Il reprend mot pour mot le texte de Gogol, qui n’est autre que le journal de ce fonctionnaire, tailleur de plumes au quotidien, qui sombre dans la folie. On le suit dans ses tergiversations et ses excès de démence. Lorsqu’il se met à rêver de la vie de son employeur ou qu’il fantasme sur Sophie, la fille du patron. Le danseur prête aussi sa voix à la petite chienne Medji avant de finir par s’autoproclamer roi d’Espagne et de terminer interner. C’est intéressant de découvrir Mathieu Ganio dans ce registre, dans une pièce où le théâtre prédomine et où la danse est plus secondaire. Le danseur se met à nu et se livre complètement. Il impressionne par son interprétation et sa faculté à se fondre dans ce personnage.

La mise en scène d’Oriane Moretti est réussie, sobre et efficace. Elle nous fait entrer dans l’intimité de ce personnage au triste destin et dont la condition amène à réfléchir aussi. Les différentes entrées du journal sont entrecoupées par les passages au piano. Un songe, une rêverie, une pause dans cette folie. Le choix de l’accompagnement musical (des pièces de Bach et Rameau) s’accorde avec les états d’âme de ce personnage tourmenté. Il y a une jolie complémentarité entre le pianiste japonais et la sensibilité du danseur. Cette reprise a rencontré un beau succès.

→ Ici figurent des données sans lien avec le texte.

//! The closed set of 14 feedback values reachable for unique-digit codes.
//!
//! Variant declaration order is load-bearing: it is the index space the
//! precomputed strategy tree is keyed against. Changing it silently
//! misinterprets the tree data.

use serde::{Deserialize, Serialize};
use strum::IntoEnumIterator;
use tracing::instrument;

/// Feedback for one guess: A digits right in value and position, B digits
/// right in value only.
///
/// Exactly 14 values are reachable when both secret and guess have four
/// pairwise-distinct digits; combinations such as 3A1B are unrepresentable.
/// `Feedback::A4B0` is the unique terminal "solved" value.
#[derive(
    Debug,
    Clone,
    Copy,
    PartialEq,
    Eq,
    Hash,
    Serialize,
    Deserialize,
    strum::EnumIter,
)]
pub enum Feedback {
    /// 4A0B - solved.
    A4B0,
    /// 2A2B
    A2B2,
    /// 1A3B
    A1B3,
    /// 0A4B
    A0B4,
    /// 3A0B
    A3B0,
    /// 2A1B
    A2B1,
    /// 2A0B
    A2B0,
    /// 1A2B
    A1B2,
    /// 0A3B
    A0B3,
    /// 0A0B
    A0B0,
    /// 1A0B
    A1B0,
    /// 1A1B
    A1B1,
    /// 0A2B
    A0B2,
    /// 0A1B
    A0B1,
}

/// Number of distinct feedback values, and the child count of every
/// branch node in the strategy tree.
pub const FEEDBACK_COUNT: usize = 14;

impl Feedback {
    /// All 14 values in tree-index order.
    pub const ALL: [Feedback; FEEDBACK_COUNT] = [
        Feedback::A4B0,
        Feedback::A2B2,
        Feedback::A1B3,
        Feedback::A0B4,
        Feedback::A3B0,
        Feedback::A2B1,
        Feedback::A2B0,
        Feedback::A1B2,
        Feedback::A0B3,
        Feedback::A0B0,
        Feedback::A1B0,
        Feedback::A1B1,
        Feedback::A0B2,
        Feedback::A0B1,
    ];

    /// The count of exact (value and position) matches.
    pub fn a(self) -> u8 {
        self.counts().0
    }

    /// The count of value-only matches.
    pub fn b(self) -> u8 {
        self.counts().1
    }

    /// Returns the (A, B) pair.
    pub fn counts(self) -> (u8, u8) {
        match self {
            Feedback::A4B0 => (4, 0),
            Feedback::A2B2 => (2, 2),
            Feedback::A1B3 => (1, 3),
            Feedback::A0B4 => (0, 4),
            Feedback::A3B0 => (3, 0),
            Feedback::A2B1 => (2, 1),
            Feedback::A2B0 => (2, 0),
            Feedback::A1B2 => (1, 2),
            Feedback::A0B3 => (0, 3),
            Feedback::A0B0 => (0, 0),
            Feedback::A1B0 => (1, 0),
            Feedback::A1B1 => (1, 1),
            Feedback::A0B2 => (0, 2),
            Feedback::A0B1 => (0, 1),
        }
    }

    /// Builds a feedback from raw counts.
    ///
    /// Returns `None` for pairs no unique-digit comparison can produce.
    pub fn from_counts(a: u8, b: u8) -> Option<Feedback> {
        match (a, b) {
            (4, 0) => Some(Feedback::A4B0),
            (2, 2) => Some(Feedback::A2B2),
            (1, 3) => Some(Feedback::A1B3),
            (0, 4) => Some(Feedback::A0B4),
            (3, 0) => Some(Feedback::A3B0),
            (2, 1) => Some(Feedback::A2B1),
            (2, 0) => Some(Feedback::A2B0),
            (1, 2) => Some(Feedback::A1B2),
            (0, 3) => Some(Feedback::A0B3),
            (0, 0) => Some(Feedback::A0B0),
            (1, 0) => Some(Feedback::A1B0),
            (1, 1) => Some(Feedback::A1B1),
            (0, 2) => Some(Feedback::A0B2),
            (0, 1) => Some(Feedback::A0B1),
            _ => None,
        }
    }

    /// Converts to the tree child index (0-13).
    ///
    /// Variant declaration order matches `ALL`, so the discriminant is
    /// the index.
    pub fn to_index(self) -> usize {
        self as usize
    }

    /// Creates a feedback from a tree child index.
    pub fn from_index(index: usize) -> Option<Feedback> {
        Feedback::ALL.get(index).copied()
    }

    /// Display label, e.g. "2A1B".
    #[instrument]
    pub fn label(self) -> &'static str {
        match self {
            Feedback::A4B0 => "4A0B",
            Feedback::A2B2 => "2A2B",
            Feedback::A1B3 => "1A3B",
            Feedback::A0B4 => "0A4B",
            Feedback::A3B0 => "3A0B",
            Feedback::A2B1 => "2A1B",
            Feedback::A2B0 => "2A0B",
            Feedback::A1B2 => "1A2B",
            Feedback::A0B3 => "0A3B",
            Feedback::A0B0 => "0A0B",
            Feedback::A1B0 => "1A0B",
            Feedback::A1B1 => "1A1B",
            Feedback::A0B2 => "0A2B",
            Feedback::A0B1 => "0A1B",
        }
    }

    /// Parses a label like "2A1B" (case-insensitive).
    #[instrument]
    pub fn from_label(s: &str) -> Option<Feedback> {
        let s = s.trim().to_ascii_uppercase();
        Feedback::iter().find(|fb| fb.label() == s)
    }

    /// The five-row menu layout used when presenting the choices.
    ///
    /// Rows group by A count for readability; the flat tree-index order
    /// is `ALL`, not this.
    pub fn keyboard_rows() -> [&'static [Feedback]; 5] {
        [
            &[Feedback::A0B0],
            &[Feedback::A0B1, Feedback::A0B2, Feedback::A0B3, Feedback::A0B4],
            &[Feedback::A1B0, Feedback::A1B1, Feedback::A1B2, Feedback::A1B3],
            &[Feedback::A2B0, Feedback::A2B1, Feedback::A2B2],
            &[Feedback::A3B0, Feedback::A4B0],
        ]
    }

    /// Returns true for the terminal 4A0B value.
    pub fn is_win(self) -> bool {
        self == Feedback::A4B0
    }
}

impl std::fmt::Display for Feedback {
    fn fmt(&self, f: &mut std::fmt::Formatter<'_>) -> std::fmt::Result {
        write!(f, "{}", self.label())
    }
}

Un nouveau film de Marlène Ionesco

Dans le dernier film de Marlène Ionesco, « Mathieu Ganio, une étoile romantique » (à paraître dans quelques semaines), le danseur exprime son envie d’explorer de nouveaux univers et d’aller vers le contemporain. Il participera d’ailleurs à la création de la pièce The Male dancer d’Ivan Pérez, à l’affiche dès le 18 mai. Une chose est sûre, Mathieu Ganio montre qu’il est un artiste complet, qui n’hésite pas à sortir de sa zone de confort. Espérons qu’il continuera à explorer de nouveaux horizons.